Dislocations are abrupt changes in the crystal structures in a material. A physical effect is that dislocations allow atoms to glide or slip past one another at low stress levels. An optoelectronic effect is to impede current and encourage recombination of electrons and holes.

One type of dislocation, known as a threading dislocation because of its shape, extends beyond the surface of the strained layer and throughout the material, so it can be particularly deleterious to solar cell performance.

Multi-junction solar cells are particularly prone to dislocations because each junction is made of a different material.
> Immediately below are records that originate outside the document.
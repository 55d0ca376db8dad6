// Licensed to the Apache Software Foundation (ASF) under one
// or more contributor license agreements.  See the NOTICE file
// distributed with this work for additional information
// regarding copyright ownership.  The ASF licenses this file
// to you under the Apache License, Version 2.0 (the
// "License"); you may not use this file except in compliance
// with the License.  You may obtain a copy of the License at
//
//   http://www.apache.org/licenses/LICENSE-2.0
//
// Unless required by applicable law or agreed to in writing,
// software distributed under the License is distributed on an
// "AS IS" BASIS, WITHOUT WARRANTIES OR CONDITIONS OF ANY
// KIND, either express or implied.  See the License for the
// specific language governing permissions and limitations
// under the License.

//! Backup export and the staged restore workflow: a backup is a serialized
//! snapshot on disk; recovery stages one, lets an operator inspect and prune
//! it, then commits it as the live state.

use std::path::PathBuf;
use std::sync::Arc;

use log::info;
use parking_lot::Mutex;

use borealis_core::clock::Clock;
use borealis_core::error::{BorealisError, Result};
use borealis_core::model::{ScheduledTask, TaskQuery};

use crate::storage::stores::Snapshot;
use crate::storage::TransactionalStorage;

struct StagedRecovery {
    backup_id: String,
    snapshot: Snapshot,
}

pub struct BackupManager {
    storage: Arc<TransactionalStorage>,
    backup_dir: PathBuf,
    clock: Arc<dyn Clock>,
    staged: Mutex<Option<StagedRecovery>>,
}

impl BackupManager {
    pub fn new(
        storage: Arc<TransactionalStorage>,
        backup_dir: impl Into<PathBuf>,
        clock: Arc<dyn Clock>,
    ) -> Self {
        Self {
            storage,
            backup_dir: backup_dir.into(),
            clock,
            staged: Mutex::new(None),
        }
    }

    /// Serialize the current stores to `backup_dir`, returning the backup id.
    pub async fn perform_backup(&self) -> Result<String> {
        let snapshot = Snapshot {
            timestamp_ms: self.clock.now_millis(),
            stores: self.storage.read(|stores| stores.clone()),
        };
        let backup_id = format!("scheduler-backup-{}", snapshot.timestamp_ms);

        std::fs::create_dir_all(&self.backup_dir)?;
        let path = self.backup_dir.join(&backup_id);
        std::fs::write(&path, serde_json::to_vec(&snapshot)?)?;
        info!("Wrote backup {backup_id} to {}", path.display());
        Ok(backup_id)
    }

    pub fn list_backups(&self) -> Result<Vec<String>> {
        let mut backups = vec![];
        match std::fs::read_dir(&self.backup_dir) {
            Ok(entries) => {
                for entry in entries {
                    let name = entry?.file_name().to_string_lossy().into_owned();
                    if name.starts_with("scheduler-backup-") {
                        backups.push(name);
                    }
                }
            }
            Err(e) if e.kind() == std::io::ErrorKind::NotFound => {}
            Err(e) => return Err(e.into()),
        }
        backups.sort();
        Ok(backups)
    }

    /// Load a backup into the staging area for inspection.
    pub fn stage_recovery(&self, backup_id: &str) -> Result<()> {
        let mut staged = self.staged.lock();
        if let Some(existing) = staged.as_ref() {
            return Err(BorealisError::RecoveryError(format!(
                "Backup {} is already staged, unload it first",
                existing.backup_id
            )));
        }

        let path = self.backup_dir.join(backup_id);
        let bytes = std::fs::read(&path).map_err(|e| {
            BorealisError::RecoveryError(format!("Backup {backup_id} not found: {e}"))
        })?;
        let snapshot: Snapshot = serde_json::from_slice(&bytes).map_err(|e| {
            BorealisError::RecoveryError(format!("Backup {backup_id} is corrupt: {e}"))
        })?;

        info!(
            "Staged backup {backup_id} with {} tasks",
            snapshot.stores.tasks.len()
        );
        *staged = Some(StagedRecovery {
            backup_id: backup_id.to_owned(),
            snapshot,
        });
        Ok(())
    }

    /// Query tasks in the staged snapshot.
    pub fn query_recovery(&self, query: &TaskQuery) -> Result<Vec<ScheduledTask>> {
        let staged = self.staged.lock();
        let staged = staged.as_ref().ok_or_else(|| {
            BorealisError::RecoveryError("No recovery is staged".to_owned())
        })?;
        Ok(staged.snapshot.stores.fetch_tasks(query))
    }

    /// Prune tasks from the staged snapshot before committing it.
    pub fn delete_recovery_tasks(&self, query: &TaskQuery) -> Result<usize> {
        let mut staged = self.staged.lock();
        let staged = staged.as_mut().ok_or_else(|| {
            BorealisError::RecoveryError("No recovery is staged".to_owned())
        })?;
        let tasks = &mut staged.snapshot.stores.tasks;
        let before = tasks.len();
        tasks.retain(|_, task| !query.matches(task));
        Ok(before - tasks.len())
    }

    /// Replace the live stores with the staged snapshot.
    pub async fn commit_recovery(&self) -> Result<()> {
        let staged = self.staged.lock().take().ok_or_else(|| {
            BorealisError::RecoveryError("No recovery is staged".to_owned())
        })?;
        info!("Committing staged recovery from {}", staged.backup_id);
        self.storage.restore_from(staged.snapshot.stores).await
    }

    pub fn unload_recovery(&self) -> Result<()> {
        let unloaded = self.staged.lock().take();
        if let Some(unloaded) = unloaded {
            info!("Unloaded staged recovery {}", unloaded.backup_id);
        }
        Ok(())
    }

    pub fn has_staged_recovery(&self) -> bool {
        self.staged.lock().is_some()
    }
}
These materials are lattice-mismatched monoliths.

Monolithic materials are formed a single, continuous and unbroken crystal structure, all the way to its edges, with minimal defects or grain boundaries. This means it does not suffer from grain boundaries or dislocations, and in turn, efficiency losses from recombination should be minimized. But it is very difficult to manufacture monolithic materials from lattice-mismatched components.

Lattice-mismatched materials have different lattice constants. This means that they are composed of crystals of different sizes. In turn, this means they will not adhere well to one-another. Their boundaries are prone dislocations.

The solution: metamorphic epitaxy?

A technique called metamorphic epitaxy was used to create the monolithic six-junction solar cells described above, and overcome the inter-related challenges of recobination at dislocations in lattice mismatched materials.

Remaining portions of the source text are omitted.